Private Residence Relief is a relief from Capital Gains Tax (CGT) on the sale of an individual’s main home.
Where an individual is selling a property that has been their main home for only part of the period of ownership, the last 18 months of ownership is always deemed a period of qualifying occupation for PPR purposes. The Government proposes that this period will be reduced to the last nine months of ownership for property disposals after 6 April 2020.
If the changes come in as planned, individuals buying a new home, before selling their old one, will need to ensure a sale of the old property takes place within nine months to avoid a potential CGT charge.
The Government is also proposing a change to lettings relief. This relief applies where an individual sells a property that has been their main home and which has also been let out for a time. Currently, in such a situation, letting relief can exempt up to £40,000 of any gain on disposal. From 6 April 2020, lettings relief will only apply in situations where the owner of the property is in shared occupancy with the tenant.
As a result of the proposed changes, the relief currently worth up to £11,200 of CGT, would be lost unless the individual selling the property lived in the home at the time it was let out.
Under Rent-a-Room Relief an individual can rent a room in their main residence to a lodger and receive up to £7,500 a year without having to pay tax. If the individual does not have to complete a tax return for any other reason, there is no need to submit a return to report this income.
If an individual receives more than £7,500 in rent, they can deduct the allowance from the amount subject to tax, or they can choose to deduct the actual expenditure as normal. In both cases, a tax return will need to be completed.
The Government consulted on adding a ‘shared occupancy test’ to the relief. It believed the relief was increasingly being applied to shorter terms lets, and that the ‘tenants’ could frequently be holidaymakers, rather than lodgers. However, the Government has opted for simplicity and decided not to make any changes to the relief.
The Government will legislate in the Finance Bill 2019-20 to clarify the inheritance tax (IHT) treatment of additions of assets to existing trusts. HMRC regards such additions by UK-domiciled (or deemed domiciled) individuals to trusts made while they are non-domiciled as not covered by the excluded property rules although this has been disputed by some taxpayers. The new clauses will formally confirm HMRC’s position and, regardless of the date of the addition, will apply to IHT charges arising on or after the date of Royal Assent to the Finance Bill 2019-20.
The Chancellor has also announced that a consultation will be launched to examine the taxation of trusts and how this can be made ‘simpler, fairer and more transparent’.
The Government has announced two technical changes to the Inheritance Tax Residence Nil Rate Band (RNRB). Both changes will apply to an estate if the individual died on or after 29 October 2018.
Firstly, a measure to ensure the correct calculation of the ‘lost relievable amount’ where part of the residence goes to an exempt beneficiary.
The second change aims to clarify the application of RNRB on residences that were a gift with reservation of benefit.
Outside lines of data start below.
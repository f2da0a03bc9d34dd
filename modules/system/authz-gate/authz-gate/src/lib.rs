//! `AuthZ` Gate Module
//!
//! Checks an authenticated [`Identity`](gatekeeper_security::Identity)
//! against the permission policy registered for the requested operation.
//! Capability sets come from a `PermissionSource` through a
//! stampede-protected cache.
#![cfg_attr(coverage_nightly, feature(coverage_attribute))]

pub mod config;
pub mod domain;
pub mod module;

#[cfg(any(test, feature = "test-util"))]
pub mod testing;

pub use config::{AuthZGateConfig, PolicyConfig};
pub use domain::PolicyRegistry;
pub use module::init;
#![cfg_attr(coverage_nightly, feature(coverage_attribute))]
//! Static Validation Authority Plugin
//!
//! Answers credential-liveness checks from configuration, for development
//! and testing.
//!
//! ## Modes
//!
//! - **`accept_all`** (default): Every credential is live unless its subject
//!   is listed in `revoked_subjects`.
//!
//! - **`static_tokens`**: Only the listed tokens are live. Tokens are kept as
//!   SHA-256 digests after loading. `revoked_subjects` still applies.
//!
//! ## Configuration
//!
//! ```yaml
//! static_authority:
//!   mode: static_tokens
//!   tokens:
//!     - "eyJhbGciOiJIUzI1NiJ9.eyJzdWIiOiJhbGljZSIsImV4cCI6NDEwMjQ0NDgwMH0.sig"
//!   revoked_subjects: ["mallory"]
//! ```

pub mod config;
pub mod domain;
pub mod module;

pub use config::{AuthorityMode, StaticAuthorityConfig};
pub use module::init;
The property is only treated as being inherited by a direct beneficiary and so qualifying for the RNRB, where property became part of that direct descendant’s estate through the lifetime gift.
Since April 2017, an additional nil rate band has been available where an individual leaves the family home to their direct decedents. In addition to having the usual nil rate band of £325,000, a RNRB of £125,000 may also be available.
Up to £450,000 of an estate will be free of IHT and up to £900,000 where the nil rate band and RNRB has been transferred in full to a surviving spouse. It had already been announced that the RNRB will increase to £150,000 from 6 April 2019 and £175,000 from 6 April 2020. The RNRB is tapered for estates of £2m or more.